Reputation: 35136
I have generated some input data in a CSV where 'awesomeness' is 'age * 10'. It looks like this:
age, awesomeness
67, 670
38, 380
32, 320
69, 690
40, 400
It should be trivial to write a tensorflow model that can predict 'awesomeness' from 'age', but I can't make it work.
When I run training, the output I get is:
accuracy: 0.0 <----------------------------------- What!??
accuracy/baseline_label_mean: 443.8
accuracy/threshold_0.500000_mean: 0.0
auc: 0.0
global_step: 6000
labels/actual_label_mean: 443.8
labels/prediction_mean: 1.0
loss: -2.88475e+09
precision/positive_threshold_0.500000_mean: 1.0
recall/positive_threshold_0.500000_mean: 1.0
Please note that this is obviously a completely contrived example, but that is because I was getting the same result with a more complex meaningful model with a much larger data set; 0% accuracy.

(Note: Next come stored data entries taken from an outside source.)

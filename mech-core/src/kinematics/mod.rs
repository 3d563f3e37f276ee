//! The kinematic composition engine.
//!
//! Every quantity between two nodes is computed the same way: [`tree_path`] finds the edges from
//! the first node up to the lowest common ancestor and down to the second node, then the per-edge
//! data attached to the nodes is folded along that path. Walking an edge from child to ancestor
//! uses the inverse of its transform (the transpose of a rotation, the opposite of a position or
//! angular velocity).
//!
//! "Between A and B" always means "the quantity of B relative to A", expressed in A's base unless
//! stated otherwise.
//!
//! [`tree_path`]: crate::model::tree::tree_path

mod fold;
mod position;
mod twist;
mod vectors;

pub(crate) use fold::BaseFold;
pub use twist::Twist;

use crate::{
    error::{composition::Undifferentiable, Error},
    model::{BaseId, Model, Tensor3D, Vector3D},
};
use mech_algebra::{derivative, Expr, Matrix};

/// Differentiates `expr` with respect to the symbol `with`, reporting failures as
/// [`Undifferentiable`].
pub(crate) fn differentiate(expr: &Expr, with: &str) -> Result<Expr, Error> {
    derivative(expr, with).map_err(|err| Undifferentiable {
        expr: expr.to_string(),
        reason: err.to_string(),
    }.into())
}

impl Model {
    /// The total time derivative of an expression.
    ///
    /// Coordinates (and auxiliary coordinates) are chained to their velocities, and velocities to
    /// their accelerations. Accelerations and inputs have no registered derivative, so they are
    /// treated as constants; any other symbol is a constant too.
    pub fn dt(&self, expr: &Expr) -> Result<Expr, Error> {
        let symbols = self.symbols();
        let mut terms = vec![differentiate(expr, symbols.time_name())?];
        for coordinate in symbols.coordinates().iter().chain(symbols.aux_coordinates()) {
            terms.push(differentiate(expr, &coordinate.position)? * coordinate.dq());
            terms.push(differentiate(expr, &coordinate.velocity)? * coordinate.ddq());
        }
        Ok(Expr::sum(terms))
    }

    /// The total time derivative of every entry of a matrix.
    pub fn dt_matrix(&self, matrix: &Matrix) -> Result<Matrix, Error> {
        matrix.try_map(|entry| self.dt(entry))
    }

    /// The rotation matrix between two bases: it maps components in `b` to components in `a`.
    ///
    /// Fails if the bases are in different trees.
    pub fn rotation_matrix(&self, a: BaseId, b: BaseId) -> Result<Matrix, Error> {
        BaseFold::new(self, a)?.rotation(b).cloned()
    }

    /// The angular velocity of the base `b` relative to the base `a`, expressed in `a`.
    ///
    /// Each edge of the path contributes the derivative of its angle about its axis, rotated into
    /// `a` by the rotation accumulated before reaching that edge.
    pub fn angular_velocity(&self, a: BaseId, b: BaseId) -> Result<Vector3D, Error> {
        let omega = BaseFold::new(self, a)?.angular_velocity(b)?.clone();
        Ok(Vector3D::from_matrix(a, omega))
    }

    /// The angular acceleration of the base `b` relative to the base `a`, expressed in `a`.
    ///
    /// This is the time derivative of the components of [`Model::angular_velocity`]. As those
    /// components are expressed in `a`, the derivative includes the cross terms between the
    /// angular velocities of successive edges.
    pub fn angular_acceleration(&self, a: BaseId, b: BaseId) -> Result<Vector3D, Error> {
        let omega = self.angular_velocity(a, b)?;
        Ok(Vector3D::from_matrix(a, self.dt_matrix(omega.components())?))
    }

    /// The angular velocity tensor of `b` relative to `a`, the skew-symmetric matrix `[ω]x` such
    /// that `[ω]x v = ω × v`, expressed in `a`.
    pub fn angular_velocity_tensor(&self, a: BaseId, b: BaseId) -> Result<Tensor3D, Error> {
        let omega = self.angular_velocity(a, b)?;
        Ok(Tensor3D::new(a, omega.components().skew()))
    }
}

#[cfg(test)]
mod tests {
    use pretty_assertions::assert_eq;
    use mech_algebra::simplify;
    use super::*;

    fn sym(name: &str) -> Expr {
        Expr::symbol(name)
    }

    #[test]
    fn dt_chains_through_coordinates() {
        let mut model = Model::new();
        model.new_coordinate("q").unwrap();
        let l = model.new_parameter("l").unwrap();
        let expr = &l * Expr::sin(sym("q")) + sym("t").pow(2) + sym("dq");
        assert_eq!(
            model.dt(&expr).unwrap(),
            &l * Expr::cos(sym("q")) * sym("dq") + Expr::number(2) * sym("t") + sym("ddq"),
        );
        assert_eq!(model.dt(&sym("ddq")).unwrap(), Expr::zero());
    }

    #[test]
    fn dt_of_atoms_fails() {
        let model = Model::new();
        let err = model.dt(&Expr::atom(0)).unwrap_err();
        assert!(err.is::<Undifferentiable>());
    }

    #[test]
    fn rotation_through_common_ancestor() {
        let mut model = Model::new();
        let (a, b) = (sym("a"), sym("b"));
        let ba = model.new_base("A", model.xyz(), [0, 0, 1], a.clone()).unwrap();
        let bb = model.new_base("B", model.xyz(), [0, 0, 1], b.clone()).unwrap();

        // a rotation by b - a about z
        let r = model.rotation_matrix(ba, bb).unwrap().simplify();
        let expected = model.rotation_matrix(model.xyz(), bb).unwrap();
        let expected = &model.rotation_matrix(ba, model.xyz()).unwrap() * &expected;
        assert_eq!(r, expected.simplify());
        assert_eq!(r[(2, 2)], Expr::one());
        assert_eq!(
            simplify(&(&r[(0, 0)] - (Expr::cos(a.clone()) * Expr::cos(b.clone()) + Expr::sin(a) * Expr::sin(b)))),
            Expr::zero(),
        );
    }

    #[test]
    fn angular_velocity_of_sibling_bases() {
        let mut model = Model::new();
        model.new_coordinate("a").unwrap();
        model.new_coordinate("b").unwrap();
        let ba = model.new_base("A", model.xyz(), [0, 0, 1], sym("a")).unwrap();
        let bb = model.new_base("B", model.xyz(), [0, 0, 1], sym("b")).unwrap();
        let omega = model.angular_velocity(ba, bb).unwrap();
        assert_eq!(omega, Vector3D::new(ba, 0, 0, sym("db") - sym("da")));
        assert!(model.angular_acceleration(ba, ba).unwrap().is_zero());
    }

    #[test]
    fn angular_acceleration_includes_cross_terms() {
        // B1 spins about z, B2 spins about the x axis of B1
        let mut model = Model::new();
        model.new_coordinate("a").unwrap();
        model.new_coordinate("b").unwrap();
        let b1 = model.new_base("B1", model.xyz(), [0, 0, 1], sym("a")).unwrap();
        let b2 = model.new_base("B2", b1, [1, 0, 0], sym("b")).unwrap();
        let alpha = model.angular_acceleration(model.xyz(), b2).unwrap();

        // ω1 × ω2 = da z × db (cos a, sin a, 0) = da db (-sin a, cos a, 0)
        let (ca, sa) = (Expr::cos(sym("a")), Expr::sin(sym("a")));
        let (da, db) = (sym("da"), sym("db"));
        let expected = Vector3D::new(
            model.xyz(),
            sym("ddb") * &ca - &da * &db * &sa,
            sym("ddb") * &sa + &da * &db * &ca,
            sym("dda"),
        );
        assert_eq!(alpha, expected);
    }

    #[test]
    fn angular_velocity_tensor_is_skew() {
        let mut model = Model::new();
        model.new_coordinate("a").unwrap();
        let b = model.new_base("B", model.xyz(), [0, 0, 1], sym("a")).unwrap();
        let tensor = model.angular_velocity_tensor(model.xyz(), b).unwrap();
        assert_eq!(tensor.components()[(0, 1)], -sym("da"));
        assert_eq!(tensor.components()[(1, 0)], sym("da"));
    }
}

This is my attempt at the most minimal possible reproducible test case that I can make which exhibits the same behaviour.
Here's what I'm doing, based on the census example for the DNNClassifier from tflearn:
COLUMNS = ["age", "awesomeness"]
CONTINUOUS_COLUMNS = ["age"]
OUTPUT_COLUMN = "awesomeness"
def build_estimator(model_dir):
"""Build an estimator."""
age = tf.contrib.layers.real_valued_column("age")
deep_columns = [age]
m = tf.contrib.learn.DNNClassifier(model_dir=model_dir,
feature_columns=deep_columns,
hidden_units=[50, 10])
return m
def input_fn(df):
"""Input builder function."""
feature_cols = {k: tf.constant(df[k].values, shape=[df[k].size, 1]) for k in CONTINUOUS_COLUMNS}
output = tf.constant(df[OUTPUT_COLUMN].values, shape=[df[OUTPUT_COLUMN].size, 1])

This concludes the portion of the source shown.